GLOBAL - Barclays Global Investors saw its income grow 16% in 2007 through increased management fees and securities lending revenues while assets under management climbed to £1.04trn (€1.33trn).

Details of Barclays Group's 2007 results today revealed the asset manager - known largely for its passive investment expertise - saw profit before tax increase 3% from £714m in 2006 to £734m, although the firm's potential profits and income growth had been hit somewhat "by the 8% depreciation in the average value of the US dollar".

Its costs also increased by 25% as the firm is continuing to build its "infrastructure across multiple products and platforms to support future growth" but the more significant development is assets under management grew 13% from £927bn to £1.044trn, including net new assets of £42bn.

This is split to reveal indexed asset rose from £566bn in 2006 to £615bn while iShares - the exchange-traded funds division - saw assets increase from £147bn to £205bn and active management saw a £10bn increase to £224bn.

Some of this development is as a result of Barclays' acquisition of Indexchange Investment AG (Indexchange) - generating £12bn - but a further £66bn was because of favourable market movements against "£3bn of adverse exchange movements".

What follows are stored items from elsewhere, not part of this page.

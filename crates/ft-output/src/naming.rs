//! Report file naming.
//!
//! `<simName>_<topology>_<totalHost>_<socket>_<trafficMatrix>_<SUFFIX>_<instance>.data`

use std::fmt;

use ft_core::{ExperimentConfig, FatTreeDims, Layer};

/// One of the five report files of a run.
#[derive(Copy, Clone, Debug, PartialEq, Eq, Hash)]
pub enum ReportFile {
    Layer(Layer),
    Overall,
}

impl ReportFile {
    pub const ALL: [ReportFile; 5] = [
        ReportFile::Layer(Layer::Core),
        ReportFile::Layer(Layer::Aggr),
        ReportFile::Layer(Layer::Tor),
        ReportFile::Layer(Layer::Host),
        ReportFile::Overall,
    ];

    pub fn suffix(self) -> &'static str {
        match self {
            ReportFile::Layer(layer) => layer.file_tag(),
            ReportFile::Overall => "OVERALL",
        }
    }
}

impl fmt::Display for ReportFile {
    fn fmt(&self, f: &mut fmt::Formatter<'_>) -> fmt::Result {
        f.write_str(self.suffix())
    }
}

/// File name of `file` for the run described by `config`.
pub fn report_file_name(config: &ExperimentConfig, dims: &FatTreeDims, file: ReportFile) -> String {
    format!(
        "{}_{}_{}_{}_{}_{}_{}.data",
        config.sim_name,
        config.topology,
        dims.total_host(),
        config.socket.name(),
        config.traffic_matrix.name(),
        file.suffix(),
        config.instance,
    )
}
//! `ReportObserver<W>` bridges `ExperimentObserver` to a `ReportWriter`.

use std::time::SystemTime;

use tracing::info;

use ft_core::{ExperimentConfig, FatTreeDims, Layer, NodeIndex};
use ft_sim::{ExperimentObserver, ExperimentReport};

use crate::aggregate::{ReportAggregator, RunReport};
use crate::record::OverallRecord;
use crate::writer::ReportWriter;
use crate::{OutputError, OutputResult};

/// An [`ExperimentObserver`] that aggregates the telemetry at the end of the
/// run and hands every report to a [`ReportWriter`] backend.
///
/// Errors from the writer are stored internally because observer methods
/// have no return value.  After `experiment.run()` returns, check for errors
/// with [`take_error`][Self::take_error].
pub struct ReportObserver<W: ReportWriter> {
    writer:     W,
    started:    SystemTime,
    report:     Option<RunReport>,
    last_error: Option<OutputError>,
}

impl<W: ReportWriter> ReportObserver<W> {
    pub fn new(writer: W) -> Self {
        Self { writer, started: SystemTime::now(), report: None, last_error: None }
    }

    /// Take the stored write error (if any) after the run.
    ///
    /// Returns `None` if all writes succeeded.
    pub fn take_error(&mut self) -> Option<OutputError> {
        self.last_error.take()
    }

    /// The aggregated telemetry, once the run has ended.
    pub fn report(&self) -> Option<&RunReport> {
        self.report.as_ref()
    }

    pub fn into_writer(self) -> W {
        self.writer
    }

    fn store_err(&mut self, result: OutputResult<()>) {
        if let Err(e) = result {
            // Keep only the first error.
            if self.last_error.is_none() {
                self.last_error = Some(e);
            }
        }
    }

    fn write_all(&mut self, end: &ExperimentReport<'_>, run: &RunReport) -> OutputResult<()> {
        for layer in &run.layers {
            self.writer.write_layer(layer)?;
        }
        let record = OverallRecord::new(
            end.config,
            end.dims,
            self.started,
            SystemTime::now(),
            end.large_flows,
            end.short_flows,
            run,
        );
        self.writer.write_overall(&record)?;
        self.writer.write_locality(end.counters)?;
        self.writer.finish()
    }
}

impl<W: ReportWriter> ExperimentObserver for ReportObserver<W> {
    fn on_experiment_start(&mut self, _config: &ExperimentConfig, _dims: &FatTreeDims) {
        self.started = SystemTime::now();
    }

    fn on_hotspots(&mut self, layer: Layer, nodes: &[NodeIndex]) {
        info!(layer = layer.name(), nodes = ?nodes, "hotspot nodes");
    }

    fn on_experiment_end(&mut self, end: &ExperimentReport<'_>) {
        let aggregator = ReportAggregator::new(*end.dims, end.store.horizon());
        let run = aggregator.aggregate(end.store);
        let result = self.write_all(end, &run);
        self.store_err(result);
        self.report = Some(run);
    }
}
//! Fluent builder for constructing an [`Experiment`].

use tracing::info;

use ft_core::{ExperimentConfig, SimRng};
use ft_fabric::FabricBuilder;
use ft_schedule::VirtualScheduler;
use ft_telemetry::{TelemetrySampler, TelemetryStore};
use ft_traffic::{
    ArrivalMode, ArrivalProcess, Connection, DupAckPolicy, FlowLauncher, FlowSizeCdf, FlowSizeModel,
    HotspotInjector, LocalityClassifier, ShortFlowPool, TrafficError, promote_large_flows, promotion_count,
};

use crate::{Experiment, SimResult, Transport};

/// Child-stream offsets of the root RNG.
const PROMOTION_STREAM: u64 = 1;
const ARRIVAL_STREAM: u64 = 2;
const HOTSPOT_STREAM: u64 = 3;

/// Fluent builder for [`Experiment<T>`].
///
/// # Required inputs
///
/// - [`ExperimentConfig`], validated in [`build`][Self::build]
/// - `T: Transport`, where flows are installed
///
/// # Optional inputs (have defaults)
///
/// | Method                | Default                         |
/// |-----------------------|---------------------------------|
/// | `.connections(v)`     | empty matrix                    |
/// | `.flow_size_cdf(c)`   | the built-in web-search table   |
///
/// # Example
///
/// ```rust,ignore
/// let matrix = load_connections_csv(path, dims.total_host())?;
/// let mut exp = ExperimentBuilder::new(config, LedgerTransport::new(rate))
///     .connections(matrix)
///     .build()?;
/// exp.run(&mut NoopObserver)?;
/// ```
pub struct ExperimentBuilder<T: Transport> {
    config:      ExperimentConfig,
    transport:   T,
    connections: Vec<Connection>,
    cdf:         Option<FlowSizeCdf>,
}

impl<T: Transport> ExperimentBuilder<T> {
    pub fn new(config: ExperimentConfig, transport: T) -> Self {
        Self { config, transport, connections: Vec::new(), cdf: None }
    }

    /// Supply the externally generated connection matrix.
    pub fn connections(mut self, connections: Vec<Connection>) -> Self {
        self.connections = connections;
        self
    }

    /// Replace the empirical flow-size table.
    pub fn flow_size_cdf(mut self, cdf: FlowSizeCdf) -> Self {
        self.cdf = Some(cdf);
        self
    }

    /// Validate the configuration, build the fabric, promote large flows and
    /// prepare the arrival process, sampler and hotspot injector.
    pub fn build(self) -> SimResult<Experiment<T>> {
        let config = self.config;
        config.validate()?;
        let dims = config.dims()?;
        let horizon = config.horizon();

        // ── Validate the matrix against the fabric ────────────────────────
        let total = dims.total_host();
        for (index, c) in self.connections.iter().enumerate() {
            for host in [c.source, c.destination] {
                if host.0 >= total {
                    return Err(TrafficError::HostOutOfRange { index, host, total }.into());
                }
            }
        }

        let fabric = FabricBuilder::new(dims).queue_capacity(config.default_queue_capacity).build();
        let mut root = SimRng::new(config.seed);
        let mut promotion_rng = root.child(PROMOTION_STREAM);
        let arrival_rng = root.child(ARRIVAL_STREAM);
        let hotspot_rng = root.child(HOTSPOT_STREAM);

        let classifier = LocalityClassifier::new(&dims);
        let dup_ack =
            DupAckPolicy::new(classifier, config.socket, config.dup_ack.auto, config.dup_ack.static_threshold);
        let mut launcher = FlowLauncher::new(classifier, dup_ack);

        // ── Large-flow promotion ──────────────────────────────────────────
        let mut matrix = self.connections;
        let mut transport = self.transport;
        let count = promotion_count(
            matrix.len(),
            config.traffic_matrix,
            config.short_flow_matrix,
            config.large_flow_percent,
        );
        let promoted = promote_large_flows(
            &mut matrix,
            count,
            config.large_flow_bytes,
            horizon,
            &mut promotion_rng,
            &mut launcher,
            &mut transport,
            &fabric,
        )?;

        // ── Short-flow arrival process ────────────────────────────────────
        let arrival = if config.generates_short_flows() {
            let pool = ShortFlowPool::from_matrix(&matrix)?;
            let mut sizes = FlowSizeModel::new(&config.flow_size, config.socket, config.segment_size_bytes)?;
            if let Some(cdf) = self.cdf {
                sizes = sizes.with_cdf(cdf);
            }
            let mode = if config.is_incast() { ArrivalMode::Incast } else { ArrivalMode::Single };
            Some(ArrivalProcess::new(pool, sizes, mode, &config.arrival, horizon)?)
        } else {
            None
        };

        let hotspot = if config.hotspot.enabled { Some(HotspotInjector::from_config(&config.hotspot)?) } else { None };

        let sampler = TelemetrySampler::new(config.sampled_layers.clone(), config.link_rate_bps, horizon)?;
        let store = TelemetryStore::new(config.sim_time_secs as u32);

        info!(
            radix = dims.radix(),
            hosts = dims.total_host(),
            matrix = matrix.len(),
            large = promoted.len(),
            short_flows = arrival.is_some(),
            hotspots = hotspot.is_some(),
            "experiment built"
        );

        Ok(Experiment {
            config,
            dims,
            fabric,
            scheduler: VirtualScheduler::new(),
            transport,
            launcher,
            matrix,
            promoted,
            arrival,
            arrival_rng,
            sampler,
            store,
            hotspot,
            hotspot_rng,
            hotspots: Vec::new(),
            ran: false,
        })
    }
}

As a result of new inflows, the number of institutional clients BGI now manages rose from 2,900 to 3,000.
The firm today reported group profit of £7.1bn even after revealing it had made a £1.6bn writedown related to "net losses from credit market turbulence".

Barclays Capital saw a 5% increase in profit before tax to £2.33bn after net losses of £1.635bn.

"Impairment charges and other credit provisions" of £846m included £722m against asset-backed securities collateral debt obligations (CDOs) "Super Senior" exposures, £60m from other credit market exposures and £58m relating to drawn leveraged finance underwriting positions.

Elsewhere, the group also revealed the Barclays Group UK defined benefit £15,5bn (€20.68bn) pension fund now has a surplus of £668m, under IAS19 accounting rules, compared with a deficit of £475m at the same time last year.

According the firm's results statement, "among the reasons for the movement of £1.143bn was the increase in AA long-term corporate bond yields which resulted in a higher discount rate of 5.82% (31st December 2006: 5.12%), partially offset by lower than expected returns and an increase in the inflation assumption to 3.45% (31st December 2006: 3.08%)."

Across the group, the firm's IAS 19 pension surplus reached £393m compared with a deficit of £817m on December 31, 2006, alongside retirement benefit liabilities of £1.537bn, compared with £1.807bn in 2006.